Who knows what the Delta variant might do. The next Covid variant- Lambda- is already warming up to bat. Someone investing in residential rental property now has to consider the strong possibility of future eviction moratoriums. Just how long they are likely to last, who knows.

There will be a few who are willing to take the risk to find out, though: The payday lenders of the real estate world. For less, tenants will have to pay them more- much more.

Lenders who make risky bets take plenty of losses, but that’s ok because their business model is to charge as much as possible, and pay employees as little as possible, in order to make up the difference.

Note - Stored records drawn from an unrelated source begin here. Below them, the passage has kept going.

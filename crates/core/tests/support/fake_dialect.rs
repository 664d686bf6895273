use std::{
    collections::BTreeMap,
    error::Error as StdError,
    fmt,
    sync::{Arc, Mutex},
};

use schemadrift_core::{
    ConnectionConfig, DEFAULT_EQUIVALENCE_POLICY, DatabaseAdapter, Dialect, DiffOp,
    EquivalencePolicy, Ident, ParseError, Result, SchemaObject, Statement, Transaction, Version,
};

#[derive(Debug, Clone)]
struct FakeAdapter {
    state: Arc<Mutex<FakeAdapterState>>,
}

#[derive(Debug)]
struct FakeAdapterState {
    export_schema_sql: String,
    schema_search_path: Vec<String>,
    executed_sql: Vec<String>,
}

impl Default for FakeAdapterState {
    fn default() -> Self {
        Self {
            export_schema_sql: String::new(),
            schema_search_path: vec!["public".to_string()],
            executed_sql: Vec::new(),
        }
    }
}

impl FakeAdapter {
    fn new(state: Arc<Mutex<FakeAdapterState>>) -> Self {
        Self { state }
    }
}

impl DatabaseAdapter for FakeAdapter {
    fn export_schema(&self) -> Result<String> {
        Ok(self
            .state
            .lock()
            .expect("fake adapter mutex should lock")
            .export_schema_sql
            .clone())
    }

    fn execute(&self, sql: &str) -> Result<()> {
        self.state
            .lock()
            .expect("fake adapter mutex should lock")
            .executed_sql
            .push(sql.to_string());
        Ok(())
    }

    fn begin(&mut self) -> Result<Transaction<'_>> {
        self.execute("BEGIN")?;
        Ok(Transaction::new(self))
    }

    fn schema_search_path(&self) -> Vec<String> {
        self.state
            .lock()
            .expect("fake adapter mutex should lock")
            .schema_search_path
            .clone()
    }

    fn server_version(&self) -> Result<Version> {
        Ok(Version {
            major: 0,
            minor: 0,
            patch: 0,
        })
    }
}

pub struct FakeDialect {
    state: Arc<Mutex<FakeDialectState>>,
    policy: &'static dyn EquivalencePolicy,
}

#[derive(Debug)]
struct FakeDialectState {
    parse_results: BTreeMap<String, Vec<SchemaObject>>,
    generated_ops: Vec<DiffOp>,
    adapter_state: Arc<Mutex<FakeAdapterState>>,
}

impl Default for FakeDialectState {
    fn default() -> Self {
        Self {
            parse_results: BTreeMap::new(),
            generated_ops: Vec::new(),
            adapter_state: Arc::new(Mutex::new(FakeAdapterState::default())),
        }
    }
}

impl Default for FakeDialect {
    fn default() -> Self {
        Self::new()
    }
}

#[allow(dead_code)]
impl FakeDialect {
    pub fn new() -> Self {
        Self::with_policy(&DEFAULT_EQUIVALENCE_POLICY)
    }

    pub fn with_policy(policy: &'static dyn EquivalencePolicy) -> Self {
        Self {
            state: Arc::new(Mutex::new(FakeDialectState::default())),
            policy,
        }
    }

    pub fn set_export_schema_sql(&self, sql: impl Into<String>) {
        let state = self.state.lock().expect("fake dialect mutex should lock");
        state
            .adapter_state
            .lock()
            .expect("fake adapter mutex should lock")
            .export_schema_sql = sql.into();
    }

    pub fn set_schema_search_path(&self, search_path: Vec<String>) {
        let state = self.state.lock().expect("fake dialect mutex should lock");
        state
            .adapter_state
            .lock()
            .expect("fake adapter mutex should lock")
            .schema_search_path = search_path;
    }

    pub fn set_parse_result(&self, sql: impl Into<String>, objects: Vec<SchemaObject>) {
        self.state
            .lock()
            .expect("fake dialect mutex should lock")
            .parse_results
            .insert(sql.into(), objects);
    }

    pub fn generated_ops(&self) -> Vec<DiffOp> {
        self.state
            .lock()
            .expect("fake dialect mutex should lock")
            .generated_ops
            .clone()
    }

    pub fn executed_sql(&self) -> Vec<String> {
        let state = self.state.lock().expect("fake dialect mutex should lock");
        state
            .adapter_state
            .lock()
            .expect("fake adapter mutex should lock")
            .executed_sql
            .clone()
    }
}

impl Dialect for FakeDialect {
    fn name(&self) -> &str {
        "fake"
    }

    fn parse(&self, sql: &str) -> Result<Vec<SchemaObject>> {
        self.state
            .lock()
            .expect("fake dialect mutex should lock")
            .parse_results
            .get(sql)
            .cloned()
            .ok_or_else(|| missing_parse_fixture(sql))
    }

    fn generate_ddl(&self, ops: &[DiffOp]) -> Result<Vec<Statement>> {
        self.state
            .lock()
            .expect("fake dialect mutex should lock")
            .generated_ops = ops.to_vec();

        Ok(ops
            .iter()
            .map(|op| Statement::Sql {
                sql: diff_op_to_sql(op),
                transactional: true,
                context: None,
            })
            .collect())
    }

    fn to_sql(&self, obj: &SchemaObject) -> Result<String> {
        Ok(format!("{obj:?}"))
    }

    fn normalize(&self, _obj: &mut SchemaObject) {}

    fn equivalence_policy(&self) -> &'static dyn EquivalencePolicy {
        self.policy
    }

    fn quote_ident(&self, ident: &Ident) -> String {
        format!("\"{}\"", ident.value)
    }

    fn batch_separator(&self) -> &str {
        ""
    }

    fn connect(&self, _config: &ConnectionConfig) -> Result<Box<dyn DatabaseAdapter>> {
        let adapter_state = Arc::clone(
            &self
                .state
                .lock()
                .expect("fake dialect mutex should lock")
                .adapter_state,
        );
        Ok(Box::new(FakeAdapter::new(adapter_state)))
    }
}

fn diff_op_to_sql(op: &DiffOp) -> String {
    match op {
        DiffOp::CreateTable(table) => format!("CREATE TABLE {};", table.name.name.value),
        DiffOp::DropTable(name) => format!("DROP TABLE {};", name.name.value),
        DiffOp::AlterColumn { table, column, .. } => {
            format!(
                "ALTER TABLE {} ALTER COLUMN {};",
                table.name.value, column.value
            )
        }
        _ => format!("{op:?};"),
    }
}

fn missing_parse_fixture(sql: &str) -> schemadrift_core::Error {
    ParseError::StatementConversion {
        statement_index: 0,
        source_sql: sql.to_string(),
        source_location: None,
        source: boxed_error(format!("missing fake parse fixture for SQL: {sql}")),
    }
    .into()
}

#[derive(Debug)]
struct FakeSourceError(String);

impl fmt::Display for FakeSourceError {
    fn fmt(&self, f: &mut fmt::Formatter<'_>) -> fmt::Result {
        f.write_str(&self.0)
    }
}

impl StdError for FakeSourceError {}

fn boxed_error(message: impl Into<String>) -> Box<dyn StdError + Send + Sync> {
    Box::new(FakeSourceError(message.into()))
}

pub fn test_connection_config() -> ConnectionConfig {
    ConnectionConfig {
        host: None,
        port: None,
        user: None,
        password: None,
        database: "schemadrift_test".to_string(),
        socket: None,
        extra: BTreeMap::new(),
    }
}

As the current owners of rental properties sell off and run for the hills, and a more predatory class of investor moves in to hike up prices, the next step will be obvious to any student of communism.

More government-run rental housing projects.

Considering the government’s dismal track record managing residential housing developments, the future prospects for renters aren’t looking good.

No system of government is perfect. There is a shameful homelessness crisis in America, being steadily worsened by an unholy union with America’s substance abuse crisis. Neither was improved by COVID-19.

But there is a reason capitalism and democracy have flourished and multiplied over the past 100 years- through thick and thin, wartime and epidemic- while communism killed over 100 million people and its practitioners dwindled down to two countries: Cuba and Venezuela.

China isn’t even communist country anymore. The Chinese Communist Party has harnessed the massive Chinese workforce and combined it with China’s plentiful natural resources during a post-industrial, pre-regulatory heyday in oder to make and sell products to…capitalist countries.

Is communism still communism if it needs capitalism to work?

Nor are the so-called “Democratic Socialist” countries progressives frequently tout success stories for that system of government. Those countries didn’t become wealthy under socialism or communism; they got rich under capitalism, then expanded their social benefits.

Whatever progressives may think about “free rent” in the short-term, the government preventing private businesses from recouping operating costs, while demanding they keep operating, is not a free market idea.

In the end, extending the moratorium is very likely to hurt the people it was designed to help.

A break in the rent might have been nice during the worst of COVID-19, but when people can’t find a decent place to rent in a few years, progressives will have no one but themselves to blame for the excesses of this moment.